Return the lines below that carry the word "Bifiltration".

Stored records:
○ ○ ○ ○ ○

//! Multigraded Betti Numbers and Template Points
//!
//! The three Betti number functions of the module are the grade
//! multiplicities of its minimal resolution: generators (ξ₀), relations
//! (ξ₁), and second syzygies (ξ₂). A grade carrying a nonzero value of
//! any of the three is a *template point*; the collection of template
//! points is the only input the arrangement builder needs.
//!
//! Also provided is the Hilbert function of the module over the full
//! grade grid, the per-grade dimension `dim M(x, y)`.

use ndarray::Array2;
use rayon::prelude::*;
use serde::{Deserialize, Serialize};
use std::collections::BTreeMap;

use crate::filtration::Bifiltration;
use crate::matrix::F2Basis;
use crate::numeric::Grade;

use super::kernel::{kernel_basis_at, kernel_generators};
use super::minimal::Presentation;

/// A grade position carrying nonzero multigraded Betti numbers.
/// `zero`, `one`, `two` are the multiplicities of ξ₀, ξ₁, ξ₂ at the
/// grade `(x, y)` (indices into the axis registries); at least one of
/// them is nonzero.
#[derive(Debug, Clone, Copy, PartialEq, Eq, Serialize, Deserialize)]
pub struct TemplatePoint {
    pub x: usize,
    pub y: usize,
    pub zero: u32,
    pub one: u32,
    pub two: u32,
}

impl TemplatePoint {
    pub fn new(x: usize, y: usize, zero: u32, one: u32, two: u32) -> Self {
        Self { x, y, zero, one, two }
    }

    pub fn grade(&self) -> Grade {
        Grade::new(self.x, self.y)
    }
}

/// Folds per-grade (ξ₀, ξ₁, ξ₂) counts into template points, colex
/// sorted, dropping all-zero grades.
pub(crate) fn collect_template_points(
    counts: BTreeMap<(usize, usize), [u32; 3]>,
) -> Vec<TemplatePoint> {
    counts
        .into_iter()
        .filter(|(_, c)| c.iter().any(|&v| v > 0))
        .map(|((y, x), c)| TemplatePoint::new(x, y, c[0], c[1], c[2]))
        .collect()
}

/// Betti numbers read off a minimal presentation: generator grades,
/// relation grades, and the minimal generators of the relation kernel
/// (the second syzygies).
pub fn betti_from_presentation(pres: &Presentation) -> Vec<TemplatePoint> {
    let mut counts: BTreeMap<(usize, usize), [u32; 3]> = BTreeMap::new();
    for g in &pres.generators {
        counts.entry(g.colex()).or_default()[0] += 1;
    }
    for g in &pres.relations.grades {
        counts.entry(g.colex()).or_default()[1] += 1;
    }
    for (g, _) in kernel_generators(&pres.relations) {
        counts.entry(g.colex()).or_default()[2] += 1;
    }
    collect_template_points(counts)
}

/// The Hilbert function `dim M(x, y)` over the full grade grid,
/// computed independently per grade (cycles minus boundaries) and in
/// parallel across grid rows.
pub fn hilbert_grid(f: &Bifiltration) -> Array2<u32> {
    let nx = f.x_index.len();
    let ny = f.y_index.len();
    let mut grid = Array2::<u32>::zeros((nx, ny));
    if nx == 0 || ny == 0 {
        return grid;
    }

    let rows: Vec<Vec<u32>> = (0..ny)
        .into_par_iter()
        .map(|j| {
            (0..nx)
                .map(|i| {
                    let g = Grade::new(i, j);
                    let visible = f.low.columns_at(g).count();
                    let z = visible - f.low.rank_at(g);
                    let b = f.high.rank_at(g);
                    debug_assert!(b <= z);
                    z.saturating_sub(b) as u32
                })
                .collect()
        })
        .collect();

    for (j, row) in rows.into_iter().enumerate() {
        for (i, dim) in row.into_iter().enumerate() {
            grid[[i, j]] = dim;
        }
    }
    grid
}

/// Cycle-space dimension helper shared with the Koszul strategy.
pub(crate) fn cycle_basis(
    f: &Bifiltration,
    grade: Grade,
    order: &[usize],
) -> Vec<crate::matrix::Column> {
    kernel_basis_at(&f.low, grade, order)
}

/// Boundary-space dimension at a grade.
pub(crate) fn boundary_rank(f: &Bifiltration, grade: Grade) -> usize {
    F2Basis::rank_of(f.high.columns_at(grade).map(|i| &f.high.columns[i]))
}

○ ○ ○ ○ ○

Task answer -
use crate::filtration::Bifiltration;
pub fn hilbert_grid(f: &Bifiltration) -> Array2<u32> {
    f: &Bifiltration,
pub(crate) fn boundary_rank(f: &Bifiltration, grade: Grade) -> usize {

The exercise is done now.